(Stored dataset items)
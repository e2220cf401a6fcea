use chrono::{DateTime, Utc};
use serde::{Deserialize, Serialize};
use uuid::Uuid;

use super::lifecycle::LifecycleAction;
use crate::domain::{DomainError, DomainResult};

/// A user's request to adopt one animal
#[derive(Debug, Clone, PartialEq, Serialize, Deserialize)]
pub struct AdoptionRequest {
    /// Internal immutable identifier
    pub id: Uuid,

    /// Reference to the requested Animal
    pub animal_id: Uuid,

    /// Account that filed the request; ownership is decided by this
    pub requester_id: Uuid,

    /// Display name or account email of the requester, for display only
    pub requester: String,

    pub status: RequestStatus,

    pub created_at: DateTime<Utc>,

    pub updated_at: DateTime<Utc>,
}

/// Decision state of a request
#[derive(Debug, Clone, Copy, PartialEq, Eq, Hash, Serialize, Deserialize)]
pub enum RequestStatus {
    Pending,
    Accepted,
    Declined,
}

impl AdoptionRequest {
    /// New requests are always Pending
    pub fn new(animal_id: Uuid, requester_id: Uuid, requester: String) -> Self {
        let now = Utc::now();
        Self {
            id: Uuid::new_v4(),
            animal_id,
            requester_id,
            requester,
            status: RequestStatus::Pending,
            created_at: now,
            updated_at: now,
        }
    }

    /// Record the administrator's decision
    /// A request is decided exactly once
    pub fn decide(&mut self, accepted: bool) -> DomainResult<()> {
        let next = LifecycleAction::from_decision(accepted)
            .apply(Some(self.status))
            .map_err(|e| match e {
                DomainError::InvalidStateTransition(reason) => DomainError::InvalidStateTransition(
                    format!("Adoption request {}: {}", self.id, reason),
                ),
                other => other,
            })?;

        if let Some(status) = next {
            self.status = status;
            self.updated_at = Utc::now();
        }
        Ok(())
    }

    pub fn is_pending(&self) -> bool {
        self.status == RequestStatus::Pending
    }

    pub fn is_owned_by(&self, user_id: Uuid) -> bool {
        self.requester_id == user_id
    }
}

impl RequestStatus {
    pub fn as_str(&self) -> &'static str {
        match self {
            RequestStatus::Pending => "Pending",
            RequestStatus::Accepted => "Accepted",
            RequestStatus::Declined => "Declined",
        }
    }

    pub fn parse(value: &str) -> Option<Self> {
        match value {
            "Pending" => Some(RequestStatus::Pending),
            "Accepted" => Some(RequestStatus::Accepted),
            "Declined" => Some(RequestStatus::Declined),
            _ => None,
        }
    }
}

impl std::fmt::Display for RequestStatus {
    fn fmt(&self, f: &mut std::fmt::Formatter<'_>) -> std::fmt::Result {
        f.write_str(self.as_str())
    }
}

Exercise details
For every line above that includes the word "Serialize", return the line.

Exercise response
use serde::{Deserialize, Serialize};
#[derive(Debug, Clone, PartialEq, Serialize, Deserialize)]
#[derive(Debug, Clone, Copy, PartialEq, Eq, Hash, Serialize, Deserialize)]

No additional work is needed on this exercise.